Though there’s still more work to do, one of those federal agencies took another big step forward today.
Major Bank Regulator Removes Key Rationale for Blacklisting Crypto Industry
The OCC said it would stop evaluating banks based on the “reputational risk” of their clients, which many crypto firms saw as a target on their backs.

The Office of the Comptroller of the Currency is one of three major federal agencies which are in charge of bank supervision Photo Credit: (Shutterstock)
The Office of the Comptroller of the Currency (OCC) said in a press release late Thursday that it will no longer examine banks for “reputational risk.” This term is used to describe what the banking regulator saw as a past practice of judging banks based on the public perception of the companies and industries they service. Many crypto firms felt that the regulator was discriminating against them because of the controversial nature of their industry. Today’s guidance would suggest that this is no longer the case.
“The OCC’s examination process has always been rooted in ensuring appropriate risk management processes for bank activities, not casting judgment on how a particular activity may fare with public opinion,” said Acting Comptroller of the Currency Rodney E. Hood.
A Key Step Towards Rebanking Crypto
The OCC’s Thursday update builds on guidance published March 7, the same day as the White House Crypto Summit, which said that banks could use their own risk mitigation tools to assess how they service the industry. Previously the OCC required banks under its supervision to get pre-approval from the regulator to engage in custodying crypto or processing payments using stablecoins or distributed ledgers. At the summit itself, President Trump said that he was “ending Operation Choke Point 2.0.”
After FTX declared bankruptcy in November 2022, regulators began telling banks to beware of crypto companies, warning them in a January 2023 joint statement that the industry posed a heightened risk of fraud, scams, volatility, contagion and cyber attacks.
The Federal Reserve Board (FRB), Federal Deposit Insurance Corporation (FDIC) and OCC collectively supervise banks, a process which involves regional supervisors assessing the inner workings of banks’ risk models and providing guidance to reduce instability in the American banking system. Though the supervisors do not tell banks precisely how to operate their business, they can insist on corrective action if they feel that a bank’s practices are so harmful that they could create a harmful domino effect throughout the industry. “Reputation risk,” is one of the categories of risk the OCC used in its supervision of financial institutions.
Congress Also Gets Involved
This guidance also comes after Congress has taken its own initiative to investigate whether discriminatory banking practices took place under the Biden Administration.

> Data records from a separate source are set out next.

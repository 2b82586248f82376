//! Shared, lazily constructed content API client.
//!
//! The client is built on first use and reused by every request afterwards.
//! `OnceCell` guarantees a single construction even when requests race on
//! a multi-threaded runtime.

use std::sync::Arc;

use tokio::sync::OnceCell;

use crate::content_api::client::{ContentApiClient, ContentApiCredentials, HttpContentApiClient};
use crate::content_api::types::ContentApiResultOf;

/// Builds a client from credentials. Called at most once per handle.
pub type ClientFactory =
    Arc<dyn Fn(&ContentApiCredentials) -> ContentApiResultOf<Arc<dyn ContentApiClient>> + Send + Sync>;

/// Factory producing [`HttpContentApiClient`]s for `endpoint`.
pub fn http_client_factory(endpoint: impl Into<String>) -> ClientFactory {
    let endpoint = endpoint.into();
    Arc::new(move |credentials: &ContentApiCredentials| -> ContentApiResultOf<Arc<dyn ContentApiClient>> {
        let client = HttpContentApiClient::new(endpoint.clone(), credentials.clone())?;
        Ok(Arc::new(client) as Arc<dyn ContentApiClient>)
    })
}

/// Owned once-initialized handle to the content API client.
pub struct ContentApiHandle {
    cell: OnceCell<Arc<dyn ContentApiClient>>,
    factory: ClientFactory,
    credentials: ContentApiCredentials,
}

impl ContentApiHandle {
    pub fn new(credentials: ContentApiCredentials, factory: ClientFactory) -> Self {
        Self {
            cell: OnceCell::new(),
            factory,
            credentials,
        }
    }

    /// The shared client, constructing it on first call.
    pub async fn client(&self) -> ContentApiResultOf<Arc<dyn ContentApiClient>> {
        let client = self
            .cell
            .get_or_try_init(|| async {
                tracing::debug!(space_uuid = %self.credentials.space_uuid, "Creating content API client");
                (self.factory)(&self.credentials)
            })
            .await?;
        Ok(client.clone())
    }

    /// Whether the client has been constructed yet.
    pub fn is_initialized(&self) -> bool {
        self.cell.initialized()
    }
}

impl std::fmt::Debug for ContentApiHandle {
    fn fmt(&self, f: &mut std::fmt::Formatter<'_>) -> std::fmt::Result {
        f.debug_struct("ContentApiHandle")
            .field("initialized", &self.is_initialized())
            .field("credentials", &self.credentials)
            .finish()
    }
}
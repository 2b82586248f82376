//! Renderer reached over HTTP.
//!
//! # Responsibilities
//! - Forward bypassed requests untouched to the renderer process
//! - Forward page requests to the chosen path with render parameters attached
//! - Stream the renderer's response back through the `ResponseWriter`

use std::str::FromStr;

use async_trait::async_trait;
use axum::body::Body;
use axum::http::uri::{Authority, Scheme};
use axum::http::{HeaderName, HeaderValue, Request, Response, Uri};
use hyper_util::{
    client::legacy::{connect::HttpConnector, Client},
    rt::TokioExecutor,
};

use crate::gateway::params::RenderParams;
use crate::gateway::parsed_url::ParsedUrl;
use crate::http::response::ResponseWriter;
use crate::render::{RenderError, Renderer};

/// Header carrying URL-encoded JSON render parameters.
pub const RENDER_PARAMS_HEADER: HeaderName = HeaderName::from_static("x-render-params");

/// Forwards requests to a renderer listening on `authority`.
#[derive(Clone)]
pub struct UpstreamRenderer {
    client: Client<HttpConnector, Body>,
    authority: Authority,
}

impl UpstreamRenderer {
    pub fn new(upstream: &str) -> Result<Self, RenderError> {
        let authority =
            Authority::from_str(upstream).map_err(|_| RenderError::InvalidUpstream(upstream.to_string()))?;
        let client = Client::builder(TokioExecutor::new()).build(HttpConnector::new());

        Ok(Self { client, authority })
    }

    fn upstream_uri(&self, path_and_query: &str) -> Result<Uri, RenderError> {
        Ok(Uri::builder()
            .scheme(Scheme::HTTP)
            .authority(self.authority.clone())
            .path_and_query(path_and_query)
            .build()?)
    }

    async fn forward(
        &self,
        req: Request<Body>,
        path_and_query: &str,
        params: Option<HeaderValue>,
        res: &mut ResponseWriter,
    ) -> Result<(), RenderError> {
        let (mut parts, body) = req.into_parts();
        parts.uri = self.upstream_uri(path_and_query)?;
        if let Some(value) = params {
            parts.headers.insert(RENDER_PARAMS_HEADER, value);
        }

        tracing::debug!(uri = %parts.uri, "Forwarding to renderer");

        let response = self
            .client
            .request(Request::from_parts(parts, body))
            .await
            .map_err(|e| RenderError::Upstream(e.to_string()))?;

        let (parts, body) = response.into_parts();
        res.send_response(Response::from_parts(parts, Body::new(body)));
        Ok(())
    }
}

/// URL-encode the JSON form of `params` into a header value.
pub fn encode_params(params: &RenderParams) -> Result<HeaderValue, RenderError> {
    let json = serde_json::to_string(params)?;
    let encoded: String = url::form_urlencoded::byte_serialize(json.as_bytes()).collect();
    HeaderValue::from_str(&encoded).map_err(|e| RenderError::Upstream(e.to_string()))
}

#[async_trait]
impl Renderer for UpstreamRenderer {
    async fn prepare(&self) -> Result<(), RenderError> {
        tracing::info!(upstream = %self.authority, "Renderer ready");
        Ok(())
    }

    async fn handle(&self, req: Request<Body>, res: &mut ResponseWriter, _url: &ParsedUrl) -> Result<(), RenderError> {
        let target = req
            .uri()
            .path_and_query()
            .map(|pq| pq.as_str().to_string())
            .unwrap_or_else(|| "/".to_string());
        self.forward(req, &target, None, res).await
    }

    async fn render(
        &self,
        req: Request<Body>,
        res: &mut ResponseWriter,
        path: &str,
        params: RenderParams,
    ) -> Result<(), RenderError> {
        let target = match req.uri().query() {
            Some(query) => format!("{path}?{query}"),
            None => path.to_string(),
        };
        let header = encode_params(&params)?;
        self.forward(req, &target, Some(header), res).await
    }
}

impl std::fmt::Debug for UpstreamRenderer {
    fn fmt(&self, f: &mut std::fmt::Formatter<'_>) -> std::fmt::Result {
        f.debug_struct("UpstreamRenderer")
            .field("authority", &self.authority)
            .finish()
    }
}
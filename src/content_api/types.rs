//! Content API payload types and error definitions.
//!
//! The lookup result is kept as the raw GraphQL `data` object. Whatever a
//! custom query selects reaches the hooks and the renderer untouched; the
//! accessors below read the few fields the gateway acts on and treat anything
//! unexpected as absent.

use serde::{Deserialize, Serialize};
use serde_json::Value;
use thiserror::Error;

/// Raw `data` of a `site` lookup.
#[derive(Debug, Clone, Default, PartialEq, Deserialize, Serialize)]
#[serde(transparent)]
pub struct ContentApiResult(Value);

impl ContentApiResult {
    pub fn new(data: Value) -> Self {
        Self(data)
    }

    pub fn as_value(&self) -> &Value {
        &self.0
    }

    pub fn into_value(self) -> Value {
        self.0
    }

    /// The `site` object, if the payload has one.
    pub fn site(&self) -> Option<&Value> {
        self.0.get("site").filter(|site| site.is_object())
    }

    /// `site.statusCode`, when it is a number that fits an HTTP status.
    pub fn status_code(&self) -> Option<u16> {
        let status = self.site()?.get("statusCode")?.as_u64()?;
        u16::try_from(status).ok()
    }

    /// `site.headers.location`, when it is a string.
    pub fn location(&self) -> Option<&str> {
        self.site()?.get("headers")?.get("location")?.as_str()
    }

    /// Redirect target reported by the content API, if both a non-empty
    /// location and a non-zero status code are present.
    pub fn redirect(&self) -> Option<(u16, &str)> {
        let location = self.location().filter(|l| !l.is_empty())?;
        let status = self.status_code().filter(|s| *s != 0)?;
        Some((status, location))
    }

    /// `site.data.node.id` as reported, without interpretation.
    pub fn node_id(&self) -> Option<&Value> {
        self.site()?.get("data")?.get("node")?.get("id").filter(|id| !id.is_null())
    }

    /// Typed view of `site.data.content`. `None` when the content is missing or
    /// does not carry a recognisable `__typename`.
    pub fn content(&self) -> Option<SiteContent> {
        let content = self.site()?.get("data")?.get("content")?;
        SiteContent::deserialize(content).ok()
    }
}

impl From<Value> for ContentApiResult {
    fn from(data: Value) -> Self {
        Self(data)
    }
}

/// Polymorphic page content, discriminated by the GraphQL `__typename`.
///
/// Ids are kept as the API reports them.
#[derive(Debug, Clone, PartialEq, Deserialize, Serialize)]
#[serde(tag = "__typename")]
pub enum SiteContent {
    Story {
        id: Option<Value>,
        title: Option<String>,
    },
    SiteNode {
        id: Option<Value>,
        slug: Option<String>,
    },
    Topic {
        id: Option<Value>,
        name: Option<String>,
    },
    Source {
        id: Option<Value>,
        name: Option<String>,
    },
    Author {
        id: Option<Value>,
        name: Option<String>,
    },
    CustomAction {
        id: Option<Value>,
        action: Option<String>,
    },
    /// Any other node type; only `data.node.id` is meaningful.
    #[serde(other)]
    Node,
}

impl SiteContent {
    /// The GraphQL type name of this content.
    pub fn type_name(&self) -> &'static str {
        match self {
            SiteContent::Story { .. } => "Story",
            SiteContent::SiteNode { .. } => "SiteNode",
            SiteContent::Topic { .. } => "Topic",
            SiteContent::Source { .. } => "Source",
            SiteContent::Author { .. } => "Author",
            SiteContent::CustomAction { .. } => "CustomAction",
            SiteContent::Node => "Node",
        }
    }

    /// Content id, when the type carries one.
    pub fn id(&self) -> Option<&Value> {
        match self {
            SiteContent::Story { id, .. }
            | SiteContent::SiteNode { id, .. }
            | SiteContent::Topic { id, .. }
            | SiteContent::Source { id, .. }
            | SiteContent::Author { id, .. }
            | SiteContent::CustomAction { id, .. } => id.as_ref(),
            SiteContent::Node => None,
        }
    }
}

/// Errors that can occur while talking to the content API.
#[derive(Debug, Error)]
pub enum ContentApiError {
    /// Request could not be sent or the response could not be read.
    #[error("Transport error: {0}")]
    Transport(#[from] reqwest::Error),

    /// Non-2xx response.
    #[error("Content API returned status {0}")]
    Status(u16),

    /// GraphQL errors with no data.
    #[error("GraphQL error: {0}")]
    Graphql(String),

    /// Response body did not match the expected shape.
    #[error("Malformed response: {0}")]
    Malformed(#[from] serde_json::Error),

    /// Client could not be constructed.
    #[error("Client setup failed: {0}")]
    Setup(String),
}

/// Result type for content API operations.
pub type ContentApiResultOf<T> = Result<T, ContentApiError>;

At a pair of hearings in the Senate Banking Committee and House Financial Services Subcommittee on Oversight and Investigations last month, executives from crypto bank Anchorage Digital, Coinbase, mining firm MARA Holdings, and digital payments company WSPN recounted for members of Congress their own experience struggling to access banking services just for working in crypto. “We were a highly-regulated, well-capitalized, well-run business — in many ways the ideal bank client,” Anchorage Digital CEO Nathan McCauley told members of the Senate Banking Committee at the time. Later, their bank told them they were “not comfortable with our crypto clients’ transactions.”
“By removing ‘reputational risk’ as a tool to evaluate safety and soundness, the OCC is taking a major step forward in fair access to banking,” said Kevin Wysocki, Head of Policy at Anchorage Digital in an email. “It’s a step toward a banking system where banks are judged more on transparent risk areas, instead of subjective ones. The likely end result: less debanking and better access to banking services for crypto firms.”